153 views and no other responses?????


----------



## lagwagon (Jan 20, 2009)

mkwl;955417 said:


> I'm looking at buying a used 52" Quadboss (same as Cycle Country I assume) for my Brothers '06 Bombardier Rally 200 2x4 ATV. I was really wanting a 48" blade for it- but for the price- this one seems like almost too good a deal to pass up...is it going to be too big for his quad?
> 
> I have a 54" CC blade on my Kawi Prairie 360 4x4 and it does great- I'm just worried that a blade that large on his smaller 2x4 atv is going to be too big...
> 
> Thoughts?


Most ATV snow plow vendors recommend at least 500C for 60" plows, so I would say with 54" you may be able to push some light snow falls but are really exceeding your CC's.


----------



## hondarider94 (Jan 10, 2010)

i dont think ccs really have much to do with it. i have a 250 recon and my dad has a 2wd foreman 500 with a 52" state plow.. his problem isnt enough power to push it, its traction

i would go over a 48" on my recon because i wouldnt have the weight to push it.
i DONT reccomend you getting a 52" for a 200cc atv..
id look for a 42"


----------



## lagwagon (Jan 20, 2009)

hondarider94;960412 said:


> i dont think ccs really have much to do with it. i have a 250 recon and my dad has a 2wd foreman 500 with a 52" state plow.. his problem isnt enough power to push it, its traction
> 
> i would go over a 48" on my recon because i wouldnt have the weight to push it.
> i DONT reccomend you getting a 52" for a 200cc atv..
> id look for a 42"


True, but generally more CC's = more weight = better plowing. Plus more CC's can handle more weight!


----------



## skywagon (Nov 13, 2008)

lagwagon;960708 said:


> True, but generally more CC's = more weight = better plowing. Plus more CC's can handle more weight!


Not totally true, plowed for many years with 200 CC pushing 54" blade


----------



## lagwagon (Jan 20, 2009)

skywagon;960712 said:


> Not totally true, plowed for many years with 200 CC pushing 54" blade


Is this an informal invite to play a logic game? Generally is not "totally". Generally is helpful for those seeking answers to unscientific questions. Generally.


----------



## BruteForce750 (Nov 20, 2009)

lagwagon;960863 said:


> Is this an informal invite to play a logic game? Generally is not "totally". Generally is helpful for those seeking answers to unscientific questions. Generally.

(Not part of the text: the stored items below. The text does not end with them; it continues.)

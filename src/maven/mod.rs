//! Maven artifact pipeline for the JDBC driver.
//!
//! Everything between "CI produced a JAR per platform" and "the release is on
//! Maven Central": version resolution, JAR assembly, POM and documentation
//! generation, signing, digests and upload.

pub mod archive;
pub mod assembler;
pub mod builder;
pub mod credentials;
pub mod docs;
pub mod error;
pub mod git;
pub mod platform;
pub mod pom;
pub mod upload;
pub mod utils;
pub mod version;

pub use builder::{ArtifactBuilder, ArtifactCoordinates, MissingJarPolicy, StagingArea};
pub use credentials::Credentials;
pub use error::{Error, Result};
pub use platform::Platform;
pub use version::{ReleaseRef, ReleaseVersion, TagVersion};
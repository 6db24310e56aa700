//! Artifact staging, signing and bundle orchestration.
//!
//! The builder:
//! 1. Stages the POM and every JAR for one version ([`ArtifactBuilder`])
//! 2. Copies them into the Central repository layout
//! 3. Signs each file and writes md5/sha1/sha256 siblings
//! 4. Zips the layout into the upload bundle
//!
//! # Module Organization
//!
//! - [`checksum`] - Digest sibling files
//! - [`orchestrator`] - [`ArtifactBuilder`], [`StagingArea`] and bundle layout
//! - [`signing`] - Detached GPG signatures
//! - [`tool_detection`] - External tool availability checking

pub mod checksum;
pub mod orchestrator;
pub mod signing;
pub mod tool_detection;

pub use orchestrator::{
    ArtifactBuilder, ArtifactCoordinates, ArtifactKind, MissingJarPolicy, StagedArtifact,
    StagingArea, write_central_bundle,
};
pub use signing::Signer;
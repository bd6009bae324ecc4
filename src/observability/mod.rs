//! Logging Setup
//!
//! All settings are loaded from environment variables.
//!
//! | Variable | Default | Description |
//! |----------|---------|-------------|
//! | RUST_LOG | info | `tracing` env filter |
//! | SPOOL_LOG_FORMAT | text | `text` or `json` |
//! | SPOOL_LOG_THREAD_NAMES | false | Include thread names (upload workers, timers) |

use thiserror::Error;
use tracing_subscriber::{fmt, layer::SubscriberExt, util::SubscriberInitExt, EnvFilter};

#[derive(Debug, Clone, Copy, PartialEq, Eq, Default)]
pub enum LogFormat {
    #[default]
    Text,
    Json,
}

impl LogFormat {
    pub fn parse(s: &str) -> Option<Self> {
        match s.trim().to_ascii_lowercase().as_str() {
            "text" | "plain" => Some(LogFormat::Text),
            "json" => Some(LogFormat::Json),
            _ => None,
        }
    }
}

#[derive(Debug, Clone, PartialEq, Eq)]
pub struct LogConfig {
    pub filter: String,
    pub format: LogFormat,
    pub thread_names: bool,
}

impl Default for LogConfig {
    fn default() -> Self {
        LogConfig {
            filter: "info".to_string(),
            format: LogFormat::Text,
            thread_names: false,
        }
    }
}

impl LogConfig {
    pub fn from_env() -> Self {
        Self::from_lookup(|name| std::env::var(name).ok())
    }

    fn from_lookup(lookup: impl Fn(&str) -> Option<String>) -> Self {
        let defaults = LogConfig::default();
        LogConfig {
            filter: lookup("RUST_LOG")
                .filter(|s| !s.trim().is_empty())
                .unwrap_or(defaults.filter),
            format: lookup("SPOOL_LOG_FORMAT")
                .and_then(|s| LogFormat::parse(&s))
                .unwrap_or(defaults.format),
            thread_names: lookup("SPOOL_LOG_THREAD_NAMES")
                .map(|v| v == "true" || v == "1")
                .unwrap_or(defaults.thread_names),
        }
    }
}

#[derive(Debug, Error)]
pub enum LogInitError {
    #[error("a global tracing subscriber is already installed: {0}")]
    AlreadyInitialized(#[from] tracing_subscriber::util::TryInitError),
}

/// Install the global subscriber. Fails if one is already installed.
pub fn init_tracing(config: &LogConfig) -> Result<(), LogInitError> {
    let filter = EnvFilter::try_new(&config.filter).unwrap_or_else(|_| EnvFilter::new("info"));

    match config.format {
        LogFormat::Json => tracing_subscriber::registry()
            .with(filter)
            .with(
                fmt::layer()
                    .json()
                    .with_thread_names(config.thread_names)
                    .flatten_event(true),
            )
            .try_init()?,
        LogFormat::Text => tracing_subscriber::registry()
            .with(filter)
            .with(fmt::layer().with_thread_names(config.thread_names))
            .try_init()?,
    }
    Ok(())
}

Lagwagon, theres no use in trying... 

Just know your right and move on...


----------



## MBrooks420 (Dec 19, 2004)

It's all about weight and drive. I'd put the largest plow on an old King Quad and they were only 280's. They also had super low. Not familiar with the Rally, are they chain driven? If they are I'd gear it lower for more usable power, and it'd be easier on the auto clutch. I don't think 4 inches would be a deal breaker. If it doesn't want to push the 52" it's not going to be smooth sailing with the 48"


----------



## mkwl (Jan 21, 2005)

Well, we ended up getting a 48" blade for it- pushed about 2" of snow with it today (at the house upstate)- pushed it no problem!


----------



## noooooo (Nov 17, 2009)

Couldn't you cut it down with a sawzall if it was too big? Only issue would be the blade shoes. Not familiar with how Quadboss attaches the blade shoes.


----------